Re-envisioning these multifaceted pieces for a gallery space required imagination and close collaboration between museum staff and artist. While the gallery space displays poster designs, video footage, and artist profiles, the installation also incorporates tangible elements, including an illustrated scholarly catalog that can be purchased and taken home, live performances, and artist-led activations around campus, such as printmaking sessions and “office hour” slots with Szyhalski—which is not too much of a stretch for the artist: he’s a Professor of Design and Media Arts at the Minneapolis College of Art and Design.
“Piotr was fully involved in the design process of the exhibition,” Mullin says. “He had a hand in label layouts, some didactic design and fonts (including the in-gallery catalog’s ID sticker), and the final design of the outdoor gallery banner.”
Across the breadth of artwork, consistent themes emerge. Szyhalski is consumed by the concept of labor and how it manifests in daily life, society, and politics. This focus and fascination is reflected in Szyhalski’s tendency to include and return to poster art—an omnipresent symbol of communication to and among the working masses—in his work.

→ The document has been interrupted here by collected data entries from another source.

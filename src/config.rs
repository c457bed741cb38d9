//! Configuration
//!
//! Built once from the parsed command line and a snapshot of the environment,
//! then shared read-only by every component. Construction does no I/O, so an
//! invalid configuration is rejected before any file is opened or any engine
//! is created.

use crate::cli::Cli;
use crate::engine::OptionOverrides;
use crate::input::{InputMode, InputSource};
use crate::sink::OutputTarget;
use crate::voice::VoiceFiles;
use crate::{PiperError, Result};
use std::path::{Path, PathBuf};

/// eSpeak-ng data used when `ESPEAK_DATA_PATH` is not set
pub const DEFAULT_ESPEAK_DATA_PATH: &str = "/data/data/com.termux/files/usr/share/espeak-ng-data";

/// Voice directory used when `PIPER_VOICE_PATH` is not set
pub const DEFAULT_VOICE_DIR: &str = ".";

/// Environment variables the configuration depends on
#[derive(Debug, Clone, Default)]
pub struct Environment {
    /// `ESPEAK_DATA_PATH`
    pub espeak_data_path: Option<PathBuf>,
    /// `PIPER_VOICE_PATH`
    pub voice_path: Option<PathBuf>,
}

impl Environment {
    /// Snapshot the current process environment
    pub fn from_process() -> Self {
        Self {
            espeak_data_path: std::env::var_os("ESPEAK_DATA_PATH").map(PathBuf::from),
            voice_path: std::env::var_os("PIPER_VOICE_PATH").map(PathBuf::from),
        }
    }

    pub fn espeak_data(&self) -> PathBuf {
        self.espeak_data_path
            .clone()
            .unwrap_or_else(|| PathBuf::from(DEFAULT_ESPEAK_DATA_PATH))
    }

    pub fn voice_dir(&self) -> PathBuf {
        self.voice_path
            .clone()
            .unwrap_or_else(|| PathBuf::from(DEFAULT_VOICE_DIR))
    }
}

/// How the voice is chosen
#[derive(Debug, Clone, PartialEq, Eq)]
pub enum VoiceSelection {
    /// `<dir>/<name>.onnx` and `<dir>/<name>.onnx.json`
    Named(VoiceFiles),
    /// First complete pair found in the directory, resolved at startup
    FirstIn(PathBuf),
}

impl VoiceSelection {
    /// Resolve to concrete files
    pub fn resolve(&self) -> Result<VoiceFiles> {
        match self {
            VoiceSelection::Named(files) => Ok(files.clone()),
            VoiceSelection::FirstIn(dir) => VoiceFiles::find_any(dir),
        }
    }
}

/// Immutable run configuration
#[derive(Debug, Clone)]
pub struct Config {
    pub voice: VoiceSelection,
    pub espeak_data: PathBuf,
    pub input: InputSource,
    pub mode: InputMode,
    pub output: OutputTarget,
    pub overrides: OptionOverrides,
    /// Run the text cleaner on every unit
    pub clean: bool,
}

impl Config {
    /// Build and validate the configuration
    pub fn from_cli(cli: &Cli, env: &Environment) -> Result<Self> {
        let voice_dir = env.voice_dir();
        let voice = match (&cli.model, cli.any_voice) {
            (Some(name), _) if !name.is_empty() => {
                VoiceSelection::Named(VoiceFiles::from_name(&voice_dir, name))
            }
            (_, true) => VoiceSelection::FirstIn(voice_dir),
            _ => {
                return Err(PiperError::Config(
                    "Model name is required. Use -m <MODEL_NAME>.".to_string(),
                ))
            }
        };

        let output = if cli.play {
            if !cfg!(feature = "pulseaudio") {
                return Err(PiperError::Config(
                    "Playback support is not enabled. Rebuild with --features pulseaudio."
                        .to_string(),
                ));
            }
            OutputTarget::Device
        } else if cli.output_raw.is_some() {
            OutputTarget::Stdout
        } else if let Some(path) = &cli.output_file {
            OutputTarget::File(path.clone())
        } else {
            OutputTarget::default()
        };

        let input = if let Some(path) = &cli.input {
            InputSource::File(path.clone())
        } else if let Some(text) = cli.inline_text() {
            InputSource::Inline(text)
        } else {
            InputSource::Stdin
        };

        let mode = if cli.lines {
            if input != InputSource::Stdin {
                return Err(PiperError::Config(
                    "--lines only applies to text read from stdin".to_string(),
                ));
            }
            InputMode::Lines
        } else {
            InputMode::Whole
        };

        let overrides = OptionOverrides {
            speaker_id: cli.speaker,
            length_scale: cli.length_scale,
            noise_scale: cli.noise_scale,
            noise_w_scale: cli.noise_w_scale,
        };
        validate_overrides(&overrides)?;

        Ok(Self {
            voice,
            espeak_data: env.espeak_data(),
            input,
            mode,
            output,
            overrides,
            clean: cli.clean,
        })
    }

    pub fn espeak_data(&self) -> &Path {
        &self.espeak_data
    }
}

fn validate_overrides(overrides: &OptionOverrides) -> Result<()> {
    if let Some(id) = overrides.speaker_id {
        if id < 0 {
            return Err(PiperError::Config(format!(
                "speaker id must not be negative (got {})",
                id
            )));
        }
    }

    let scales = [
        ("length scale", overrides.length_scale),
        ("noise scale", overrides.noise_scale),
        ("noise width scale", overrides.noise_w_scale),
    ];
    for (name, value) in scales {
        if let Some(v) = value {
            if !v.is_finite() || v < 0.0 {
                return Err(PiperError::Config(format!(
                    "{} must be a non-negative number (got {})",
                    name, v
                )));
            }
        }
    }
    if overrides.length_scale == Some(0.0) {
        return Err(PiperError::Config(
            "length scale must be greater than zero".to_string(),
        ));
    }

    Ok(())
}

“One of the most important aspects of this survey project is the way it reveals how the artist’s long-standing commitment to this investigation of labor yields both a lens on the multiple manners of understanding the nature of work and the consistency of the importance of the idea of labor in human history over time,” Mullin says.
The exhibition’s title appears in multiple forms and projects, but it first emerged in a 2007 Szyhalski work called “Manure & Poetry,” which explored the many ways labor can be defined and depicted through a stage performance that included movement, music, and video. On one corner of the stage, volunteers repeatedly printed posters bearing the phrase. The exhibition will re-imagine the performance in the same place it originally debuted—a true tribute to the ongoing, living nature of Szyhalski’s art.